## Required action
Your answer consists of the lines in the data that contain "adult". Copy each of them.

## Source records

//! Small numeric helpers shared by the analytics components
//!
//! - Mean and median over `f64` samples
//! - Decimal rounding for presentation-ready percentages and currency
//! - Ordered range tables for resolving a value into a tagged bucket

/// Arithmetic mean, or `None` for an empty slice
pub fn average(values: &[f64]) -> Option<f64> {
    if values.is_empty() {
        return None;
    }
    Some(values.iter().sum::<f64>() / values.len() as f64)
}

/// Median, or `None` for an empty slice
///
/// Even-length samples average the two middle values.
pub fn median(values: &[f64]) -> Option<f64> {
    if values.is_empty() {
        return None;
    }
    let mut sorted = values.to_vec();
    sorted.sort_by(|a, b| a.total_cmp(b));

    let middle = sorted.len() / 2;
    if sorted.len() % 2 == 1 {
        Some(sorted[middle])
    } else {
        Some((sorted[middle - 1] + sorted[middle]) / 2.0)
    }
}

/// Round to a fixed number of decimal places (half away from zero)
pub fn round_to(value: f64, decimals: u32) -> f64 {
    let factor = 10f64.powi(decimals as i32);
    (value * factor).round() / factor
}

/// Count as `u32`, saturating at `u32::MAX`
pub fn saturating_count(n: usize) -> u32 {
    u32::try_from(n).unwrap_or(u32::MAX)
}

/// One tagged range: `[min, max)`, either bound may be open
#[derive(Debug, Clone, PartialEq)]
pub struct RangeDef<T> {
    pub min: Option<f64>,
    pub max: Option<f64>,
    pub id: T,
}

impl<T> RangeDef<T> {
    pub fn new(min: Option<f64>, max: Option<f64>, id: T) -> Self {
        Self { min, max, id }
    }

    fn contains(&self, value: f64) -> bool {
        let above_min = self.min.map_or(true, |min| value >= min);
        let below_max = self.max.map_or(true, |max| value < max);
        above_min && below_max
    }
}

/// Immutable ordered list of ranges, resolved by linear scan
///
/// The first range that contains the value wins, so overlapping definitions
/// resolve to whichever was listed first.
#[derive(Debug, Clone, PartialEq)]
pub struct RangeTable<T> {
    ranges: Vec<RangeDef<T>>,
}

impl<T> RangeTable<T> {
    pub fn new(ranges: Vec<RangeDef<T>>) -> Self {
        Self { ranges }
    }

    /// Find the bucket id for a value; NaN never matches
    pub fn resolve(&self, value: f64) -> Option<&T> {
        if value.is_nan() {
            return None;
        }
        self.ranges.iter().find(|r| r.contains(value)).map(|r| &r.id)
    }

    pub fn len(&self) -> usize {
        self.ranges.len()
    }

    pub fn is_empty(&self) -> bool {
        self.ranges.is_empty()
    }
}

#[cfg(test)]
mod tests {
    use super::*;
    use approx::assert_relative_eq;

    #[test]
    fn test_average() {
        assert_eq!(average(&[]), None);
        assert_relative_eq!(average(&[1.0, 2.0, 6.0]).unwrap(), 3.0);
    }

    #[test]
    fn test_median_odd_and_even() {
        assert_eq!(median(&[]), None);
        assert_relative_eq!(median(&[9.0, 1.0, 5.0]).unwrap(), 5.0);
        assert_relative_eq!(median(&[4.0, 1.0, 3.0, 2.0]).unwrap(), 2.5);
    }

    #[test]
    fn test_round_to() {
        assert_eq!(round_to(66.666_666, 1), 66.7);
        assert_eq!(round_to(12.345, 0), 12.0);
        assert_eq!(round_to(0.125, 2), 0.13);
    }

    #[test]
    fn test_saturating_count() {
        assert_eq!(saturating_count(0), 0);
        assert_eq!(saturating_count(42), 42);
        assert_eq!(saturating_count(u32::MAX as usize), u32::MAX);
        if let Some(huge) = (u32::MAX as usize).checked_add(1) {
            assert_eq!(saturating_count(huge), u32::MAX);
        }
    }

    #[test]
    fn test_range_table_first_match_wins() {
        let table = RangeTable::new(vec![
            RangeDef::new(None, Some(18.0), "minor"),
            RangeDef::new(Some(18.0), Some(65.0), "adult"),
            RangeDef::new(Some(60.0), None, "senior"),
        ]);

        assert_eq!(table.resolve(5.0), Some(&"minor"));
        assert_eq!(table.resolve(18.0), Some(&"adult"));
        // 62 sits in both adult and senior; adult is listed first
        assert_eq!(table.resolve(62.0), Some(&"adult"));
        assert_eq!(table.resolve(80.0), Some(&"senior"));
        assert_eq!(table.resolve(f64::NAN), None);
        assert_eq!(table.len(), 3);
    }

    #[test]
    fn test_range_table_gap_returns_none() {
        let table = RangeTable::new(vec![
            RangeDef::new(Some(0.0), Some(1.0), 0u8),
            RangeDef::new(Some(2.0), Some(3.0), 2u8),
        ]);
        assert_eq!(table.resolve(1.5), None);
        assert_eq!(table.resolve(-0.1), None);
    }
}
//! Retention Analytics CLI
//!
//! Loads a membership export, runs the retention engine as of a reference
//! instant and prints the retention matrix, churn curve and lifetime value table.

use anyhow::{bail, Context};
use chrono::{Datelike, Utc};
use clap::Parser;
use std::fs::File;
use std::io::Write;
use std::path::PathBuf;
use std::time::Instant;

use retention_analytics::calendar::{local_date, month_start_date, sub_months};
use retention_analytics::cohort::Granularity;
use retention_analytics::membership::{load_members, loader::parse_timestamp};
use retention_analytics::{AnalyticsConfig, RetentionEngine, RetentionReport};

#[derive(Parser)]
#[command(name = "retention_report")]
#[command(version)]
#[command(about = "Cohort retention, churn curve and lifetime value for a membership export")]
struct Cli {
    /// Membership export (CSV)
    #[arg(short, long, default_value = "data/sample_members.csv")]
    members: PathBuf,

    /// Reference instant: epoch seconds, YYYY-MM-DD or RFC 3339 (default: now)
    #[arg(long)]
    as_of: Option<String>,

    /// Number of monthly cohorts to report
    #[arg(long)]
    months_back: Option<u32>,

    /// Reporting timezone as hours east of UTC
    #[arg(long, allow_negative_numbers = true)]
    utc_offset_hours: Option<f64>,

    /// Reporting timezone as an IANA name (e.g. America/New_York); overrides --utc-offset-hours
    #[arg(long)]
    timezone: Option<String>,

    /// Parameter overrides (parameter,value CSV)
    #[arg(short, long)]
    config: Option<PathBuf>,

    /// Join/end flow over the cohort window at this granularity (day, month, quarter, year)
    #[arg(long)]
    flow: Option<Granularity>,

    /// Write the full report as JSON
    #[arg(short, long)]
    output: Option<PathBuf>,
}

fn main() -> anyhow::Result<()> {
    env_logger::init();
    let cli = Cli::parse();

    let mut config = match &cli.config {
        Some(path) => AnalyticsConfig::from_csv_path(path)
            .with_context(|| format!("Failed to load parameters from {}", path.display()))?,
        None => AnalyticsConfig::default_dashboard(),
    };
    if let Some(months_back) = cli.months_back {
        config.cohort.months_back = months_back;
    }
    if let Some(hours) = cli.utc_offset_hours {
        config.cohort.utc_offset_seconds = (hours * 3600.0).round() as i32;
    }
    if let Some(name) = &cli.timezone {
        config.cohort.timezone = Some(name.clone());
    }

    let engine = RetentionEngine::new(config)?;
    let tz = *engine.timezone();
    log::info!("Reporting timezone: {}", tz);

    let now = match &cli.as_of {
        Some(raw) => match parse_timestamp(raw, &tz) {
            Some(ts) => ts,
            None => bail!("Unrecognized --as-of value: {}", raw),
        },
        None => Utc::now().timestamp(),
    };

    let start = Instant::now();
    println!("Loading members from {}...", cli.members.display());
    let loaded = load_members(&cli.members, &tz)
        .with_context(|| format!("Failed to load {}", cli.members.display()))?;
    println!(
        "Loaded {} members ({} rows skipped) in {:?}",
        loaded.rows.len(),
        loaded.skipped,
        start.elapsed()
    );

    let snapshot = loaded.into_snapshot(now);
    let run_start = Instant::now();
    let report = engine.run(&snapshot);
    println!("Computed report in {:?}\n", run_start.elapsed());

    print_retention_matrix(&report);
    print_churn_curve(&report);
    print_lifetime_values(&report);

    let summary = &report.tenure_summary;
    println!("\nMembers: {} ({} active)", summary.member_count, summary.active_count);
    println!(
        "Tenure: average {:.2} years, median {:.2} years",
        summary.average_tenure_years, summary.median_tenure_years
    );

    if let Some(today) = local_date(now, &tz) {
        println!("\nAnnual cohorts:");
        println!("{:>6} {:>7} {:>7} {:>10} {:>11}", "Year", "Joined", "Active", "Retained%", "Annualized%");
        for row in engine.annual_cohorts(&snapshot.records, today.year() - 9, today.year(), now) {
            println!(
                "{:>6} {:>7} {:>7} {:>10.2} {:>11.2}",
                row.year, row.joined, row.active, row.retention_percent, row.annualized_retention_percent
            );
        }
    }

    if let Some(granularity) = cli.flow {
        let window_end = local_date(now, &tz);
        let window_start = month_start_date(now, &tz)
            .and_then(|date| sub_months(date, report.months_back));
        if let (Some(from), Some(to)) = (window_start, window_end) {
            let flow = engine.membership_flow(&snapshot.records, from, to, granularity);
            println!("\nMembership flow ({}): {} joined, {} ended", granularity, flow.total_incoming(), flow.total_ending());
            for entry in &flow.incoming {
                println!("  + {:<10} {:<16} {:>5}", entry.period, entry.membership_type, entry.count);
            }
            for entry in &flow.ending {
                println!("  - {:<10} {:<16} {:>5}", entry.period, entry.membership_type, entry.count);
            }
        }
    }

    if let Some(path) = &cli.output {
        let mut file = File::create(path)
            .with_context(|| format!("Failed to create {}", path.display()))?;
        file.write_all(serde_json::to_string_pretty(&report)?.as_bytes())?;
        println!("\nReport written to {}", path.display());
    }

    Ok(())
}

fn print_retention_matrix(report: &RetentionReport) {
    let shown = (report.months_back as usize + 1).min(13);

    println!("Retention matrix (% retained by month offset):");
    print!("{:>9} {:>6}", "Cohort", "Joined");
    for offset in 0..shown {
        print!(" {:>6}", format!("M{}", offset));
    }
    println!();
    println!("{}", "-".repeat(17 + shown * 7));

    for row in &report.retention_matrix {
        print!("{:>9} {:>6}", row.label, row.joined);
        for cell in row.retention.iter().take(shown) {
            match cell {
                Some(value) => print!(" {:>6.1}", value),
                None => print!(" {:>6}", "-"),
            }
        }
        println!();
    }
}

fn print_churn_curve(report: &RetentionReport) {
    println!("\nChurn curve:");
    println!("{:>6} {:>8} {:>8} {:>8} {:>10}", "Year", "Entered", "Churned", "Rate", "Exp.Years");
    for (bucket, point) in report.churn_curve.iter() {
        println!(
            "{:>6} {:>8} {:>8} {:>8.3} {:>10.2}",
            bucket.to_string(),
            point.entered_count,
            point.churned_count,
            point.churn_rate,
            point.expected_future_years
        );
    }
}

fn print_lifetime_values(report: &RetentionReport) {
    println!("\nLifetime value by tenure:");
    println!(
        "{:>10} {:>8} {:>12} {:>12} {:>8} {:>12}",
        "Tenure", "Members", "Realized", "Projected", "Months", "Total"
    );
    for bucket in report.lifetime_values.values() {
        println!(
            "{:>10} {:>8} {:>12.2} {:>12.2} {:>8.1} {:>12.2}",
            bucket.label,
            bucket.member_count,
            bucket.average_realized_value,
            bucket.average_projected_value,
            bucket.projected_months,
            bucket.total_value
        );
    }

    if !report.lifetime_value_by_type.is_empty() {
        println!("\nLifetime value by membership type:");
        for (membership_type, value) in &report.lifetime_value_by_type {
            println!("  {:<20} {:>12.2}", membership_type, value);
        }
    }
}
---
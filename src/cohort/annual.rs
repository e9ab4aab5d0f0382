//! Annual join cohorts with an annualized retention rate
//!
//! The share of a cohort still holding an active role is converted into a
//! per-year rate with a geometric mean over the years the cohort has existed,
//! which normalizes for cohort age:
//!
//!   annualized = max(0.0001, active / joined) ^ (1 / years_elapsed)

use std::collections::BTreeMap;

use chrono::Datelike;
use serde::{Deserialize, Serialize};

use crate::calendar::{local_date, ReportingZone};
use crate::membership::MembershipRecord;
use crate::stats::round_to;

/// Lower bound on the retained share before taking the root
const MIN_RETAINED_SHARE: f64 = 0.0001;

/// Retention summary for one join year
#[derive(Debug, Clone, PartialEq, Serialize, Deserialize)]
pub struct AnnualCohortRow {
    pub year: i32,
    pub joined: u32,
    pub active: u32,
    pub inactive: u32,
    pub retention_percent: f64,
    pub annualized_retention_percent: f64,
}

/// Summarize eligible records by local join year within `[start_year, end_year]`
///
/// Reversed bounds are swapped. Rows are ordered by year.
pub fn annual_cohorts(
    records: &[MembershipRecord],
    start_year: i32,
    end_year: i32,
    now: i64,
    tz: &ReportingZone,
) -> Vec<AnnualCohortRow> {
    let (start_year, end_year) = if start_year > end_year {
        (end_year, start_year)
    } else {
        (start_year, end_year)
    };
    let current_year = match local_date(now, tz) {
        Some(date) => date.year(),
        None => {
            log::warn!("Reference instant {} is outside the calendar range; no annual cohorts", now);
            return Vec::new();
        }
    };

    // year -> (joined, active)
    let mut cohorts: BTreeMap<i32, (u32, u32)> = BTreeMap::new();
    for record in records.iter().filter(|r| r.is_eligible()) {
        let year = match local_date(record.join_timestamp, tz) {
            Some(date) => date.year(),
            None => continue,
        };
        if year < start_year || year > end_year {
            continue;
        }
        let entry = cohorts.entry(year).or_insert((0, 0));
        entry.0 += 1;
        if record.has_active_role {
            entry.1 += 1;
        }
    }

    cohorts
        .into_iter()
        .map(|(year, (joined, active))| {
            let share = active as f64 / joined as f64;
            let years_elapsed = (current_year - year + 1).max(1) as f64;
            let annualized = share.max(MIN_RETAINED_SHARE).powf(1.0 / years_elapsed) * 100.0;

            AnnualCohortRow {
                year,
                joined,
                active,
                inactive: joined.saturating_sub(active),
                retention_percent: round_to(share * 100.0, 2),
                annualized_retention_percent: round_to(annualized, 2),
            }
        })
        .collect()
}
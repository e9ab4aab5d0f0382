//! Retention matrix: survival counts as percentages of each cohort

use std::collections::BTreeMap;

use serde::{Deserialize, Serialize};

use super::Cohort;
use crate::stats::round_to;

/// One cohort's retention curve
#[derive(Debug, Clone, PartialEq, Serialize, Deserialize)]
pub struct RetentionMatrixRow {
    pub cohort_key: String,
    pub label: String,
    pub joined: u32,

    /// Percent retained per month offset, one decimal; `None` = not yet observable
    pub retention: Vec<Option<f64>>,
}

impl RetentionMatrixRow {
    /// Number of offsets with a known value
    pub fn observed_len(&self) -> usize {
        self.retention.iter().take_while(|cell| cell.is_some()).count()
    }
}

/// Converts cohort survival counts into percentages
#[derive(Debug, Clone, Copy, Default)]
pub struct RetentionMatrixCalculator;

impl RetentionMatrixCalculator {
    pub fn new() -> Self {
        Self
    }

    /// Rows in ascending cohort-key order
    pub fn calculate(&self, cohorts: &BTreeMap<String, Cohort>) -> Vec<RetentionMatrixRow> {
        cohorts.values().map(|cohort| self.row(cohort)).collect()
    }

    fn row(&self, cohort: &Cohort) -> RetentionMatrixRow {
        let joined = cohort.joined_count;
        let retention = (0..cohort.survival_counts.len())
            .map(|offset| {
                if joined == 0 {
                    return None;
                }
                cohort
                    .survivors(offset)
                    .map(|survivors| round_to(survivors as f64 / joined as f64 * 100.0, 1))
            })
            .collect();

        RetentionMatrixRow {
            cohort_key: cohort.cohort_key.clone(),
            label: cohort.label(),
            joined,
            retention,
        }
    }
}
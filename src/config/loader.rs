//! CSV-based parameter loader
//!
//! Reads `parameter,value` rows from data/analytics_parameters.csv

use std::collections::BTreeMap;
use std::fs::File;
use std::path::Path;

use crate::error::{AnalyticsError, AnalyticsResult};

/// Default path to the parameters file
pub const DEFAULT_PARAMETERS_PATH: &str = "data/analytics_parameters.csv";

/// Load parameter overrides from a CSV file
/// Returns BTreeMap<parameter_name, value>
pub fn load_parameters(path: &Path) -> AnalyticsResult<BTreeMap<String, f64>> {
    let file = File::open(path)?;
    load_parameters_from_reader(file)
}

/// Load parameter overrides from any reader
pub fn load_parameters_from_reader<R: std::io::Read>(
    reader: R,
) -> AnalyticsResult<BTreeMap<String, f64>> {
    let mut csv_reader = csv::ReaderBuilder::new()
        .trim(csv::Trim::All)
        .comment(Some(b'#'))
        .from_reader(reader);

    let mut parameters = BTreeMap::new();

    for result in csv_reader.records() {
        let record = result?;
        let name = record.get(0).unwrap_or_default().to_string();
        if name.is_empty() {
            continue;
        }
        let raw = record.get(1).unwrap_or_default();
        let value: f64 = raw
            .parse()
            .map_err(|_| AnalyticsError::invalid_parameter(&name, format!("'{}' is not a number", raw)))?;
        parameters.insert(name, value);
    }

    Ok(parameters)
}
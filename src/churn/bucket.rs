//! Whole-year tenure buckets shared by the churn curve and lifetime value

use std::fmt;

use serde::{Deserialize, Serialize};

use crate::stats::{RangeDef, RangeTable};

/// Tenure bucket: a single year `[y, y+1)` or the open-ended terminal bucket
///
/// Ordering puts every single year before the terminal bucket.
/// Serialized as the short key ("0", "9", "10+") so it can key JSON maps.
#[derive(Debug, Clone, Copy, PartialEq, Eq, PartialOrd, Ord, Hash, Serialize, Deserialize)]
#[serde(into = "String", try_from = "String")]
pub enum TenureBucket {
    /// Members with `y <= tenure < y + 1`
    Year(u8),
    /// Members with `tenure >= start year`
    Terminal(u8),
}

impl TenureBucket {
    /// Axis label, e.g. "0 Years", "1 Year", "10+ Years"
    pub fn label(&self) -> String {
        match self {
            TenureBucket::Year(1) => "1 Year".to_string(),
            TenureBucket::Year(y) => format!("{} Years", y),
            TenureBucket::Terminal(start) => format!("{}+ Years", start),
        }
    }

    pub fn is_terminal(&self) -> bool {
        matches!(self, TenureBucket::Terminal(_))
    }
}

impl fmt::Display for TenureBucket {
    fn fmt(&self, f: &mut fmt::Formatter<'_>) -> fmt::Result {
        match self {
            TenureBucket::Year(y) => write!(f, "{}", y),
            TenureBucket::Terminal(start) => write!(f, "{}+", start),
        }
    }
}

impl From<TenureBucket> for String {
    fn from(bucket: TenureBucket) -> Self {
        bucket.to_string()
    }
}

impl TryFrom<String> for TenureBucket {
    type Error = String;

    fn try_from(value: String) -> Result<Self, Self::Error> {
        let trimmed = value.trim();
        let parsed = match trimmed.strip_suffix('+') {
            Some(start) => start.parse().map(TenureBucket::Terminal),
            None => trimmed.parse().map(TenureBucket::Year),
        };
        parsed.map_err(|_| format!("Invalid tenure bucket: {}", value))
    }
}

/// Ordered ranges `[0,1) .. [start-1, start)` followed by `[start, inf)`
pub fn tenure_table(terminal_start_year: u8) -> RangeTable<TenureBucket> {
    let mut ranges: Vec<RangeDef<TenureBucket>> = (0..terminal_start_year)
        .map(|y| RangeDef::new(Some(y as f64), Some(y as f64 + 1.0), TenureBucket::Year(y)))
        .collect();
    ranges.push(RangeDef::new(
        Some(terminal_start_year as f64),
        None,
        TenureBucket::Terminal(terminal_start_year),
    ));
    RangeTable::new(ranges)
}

## Solution for this problem
            RangeDef::new(Some(18.0), Some(65.0), "adult"),
        assert_eq!(table.resolve(18.0), Some(&"adult"));
        // 62 sits in both adult and senior; adult is listed first
        assert_eq!(table.resolve(62.0), Some(&"adult"));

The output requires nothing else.